M.D. Óscar Soto Angona

Psychiatrist

M.D. Óscar Soto Angona

Óscar Soto Angona, M.D., ist Psychiater, Forscher und Therapeut und arbeitet derzeit am Parc Sanitari Sant Joan de Déu, wo er als leitender Psychiater im Intensiven Psychiatrischen Rehabilitationsdienst (SERPI) tätig ist sowie als Forscher in der ANIMA-Gruppe (Advanced New Interventions for the Mind and Awareness). Seine klinische und akademische Laufbahn ist geprägt von einem langjährigen Interesse daran zu verstehen, wie tiefgreifende subjektive Erfahrungen nachhaltige psychologische Veränderungen auslösen können – insbesondere bei Menschen mit therapieresistenten psychischen Erkrankungen. 

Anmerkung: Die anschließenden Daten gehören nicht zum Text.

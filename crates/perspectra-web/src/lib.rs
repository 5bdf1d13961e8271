//! perspectra-web: HTTP API for Perspectra.
//! Serves:
//!   - Registration, login and bearer-token sessions
//!   - Learning profiles and onboarding
//!   - The problem catalogue
//!   - Code review, tutoring and hints
//!   - The concept graph, recommendations and learning paths
//!   - Per-user server-sent events

pub mod auth;
pub mod background;
pub mod bootstrap;
pub mod extract;
pub mod handlers;
pub mod router;
pub mod seed;
pub mod sse;
pub mod state;
pub mod telemetry;
//! In-memory concept graph built from the catalog or the concept repository.

use std::collections::HashMap;

use perspectra_common::{Concept, ConceptEdge};

use crate::error::KgError;

#[derive(Debug, Clone)]
pub struct ConceptGraph {
    concepts: Vec<Concept>,
    edges: Vec<ConceptEdge>,
    by_id: HashMap<String, usize>,
    by_name: HashMap<String, usize>,
}

fn name_key(name: &str) -> String {
    name.trim().to_lowercase()
}

impl ConceptGraph {
    /// Build a graph. Every edge must reference known concepts.
    pub fn new(concepts: Vec<Concept>, edges: Vec<ConceptEdge>) -> Result<Self, KgError> {
        let by_id: HashMap<String, usize> =
            concepts.iter().enumerate().map(|(i, c)| (c.id.clone(), i)).collect();
        let by_name: HashMap<String, usize> =
            concepts.iter().enumerate().map(|(i, c)| (name_key(&c.name), i)).collect();

        if let Some(bad) = edges
            .iter()
            .find(|e| !by_id.contains_key(&e.source) || !by_id.contains_key(&e.target))
        {
            return Err(KgError::DanglingEdge {
                from: bad.source.clone(),
                to: bad.target.clone(),
            });
        }

        Ok(Self { concepts, edges, by_id, by_name })
    }

    /// The built-in catalog.
    pub fn builtin() -> Result<Self, KgError> {
        Self::new(crate::catalog::concepts(), crate::catalog::edges())
    }

    pub fn concepts(&self) -> &[Concept] {
        &self.concepts
    }

    pub fn edges(&self) -> &[ConceptEdge] {
        &self.edges
    }

    pub fn is_empty(&self) -> bool {
        self.concepts.is_empty()
    }

    pub fn get(&self, id: &str) -> Option<&Concept> {
        self.by_id.get(id).map(|&i| &self.concepts[i])
    }

    /// Case-insensitive, whitespace-trimmed name lookup.
    pub fn by_name(&self, name: &str) -> Option<&Concept> {
        self.by_name.get(&name_key(name)).map(|&i| &self.concepts[i])
    }

    /// Concepts `id` directly depends on.
    pub fn prerequisites(&self, id: &str) -> Vec<&Concept> {
        self.edges
            .iter()
            .filter(|e| e.source == id)
            .filter_map(|e| self.get(&e.target))
            .collect()
    }

    /// Concepts that directly depend on `id`.
    pub fn unlocks(&self, id: &str) -> Vec<&Concept> {
        self.edges
            .iter()
            .filter(|e| e.target == id)
            .filter_map(|e| self.get(&e.source))
            .collect()
    }

    /// Case-insensitive substring match over names. Empty query matches nothing.
    pub fn search(&self, query: &str) -> Vec<&Concept> {
        let q = query.trim().to_lowercase();
        if q.is_empty() {
            return Vec::new();
        }
        self.concepts
            .iter()
            .filter(|c| c.name.to_lowercase().contains(&q))
            .collect()
    }
}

Im Rahmen seiner Promotion an der Universitat Autònoma de Barcelona konzentriert sich seine Forschung auf die psychologischen Veränderungsmechanismen, die den therapeutischen Effekten von Psychedelika und anderen Interventionen mit veränderten Bewusstseinszuständen zugrunde liegen. Neben seiner medizinischen und wissenschaftlichen Ausbildung hat er auch ein Studium der Philosophie absolviert (Master in Theoretischer und Praktischer Philosophie an der UNED), das seinen interdisziplinären Ansatz zu psychischer Gesundheit und Bewusstsein prägt. 

Er war als Prüfarzt und Therapeut an mehreren internationalen klinischen Studien und Forschungsprojekten beteiligt, in denen Substanzen wie Psilocybin, Ayahuasca, 5-MeO-DMT und Esketamin untersucht wurden, und verfügt über umfangreiche Ausbildung sowie klinische Erfahrung in psychedelisch unterstützter Psychotherapie. 

Parallel zu seiner klinischen und wissenschaftlichen Tätigkeit ist er als Gastdozent in Postgraduierten- und Masterprogrammen tätig, die sich mit psychedelisch unterstützter Psychotherapie und Bewusstseinsforschung beschäftigen. Óscar ist außerdem Mitgründer und Vizepräsident der Spanischen Gesellschaft für Psychedelische Medizin. 

In seiner klinischen Praxis, Forschung und Lehre verfolgt er eine humanistische, integrative und evidenzbasierte Perspektive und setzt sich dafür ein, den Dialog zwischen Psychiatrie, Neurowissenschaften, Philosophie und Spiritualität zu fördern – mit dem Ziel eines ganzheitlicheren Verständnisses von Geist und psychischer Gesundheit.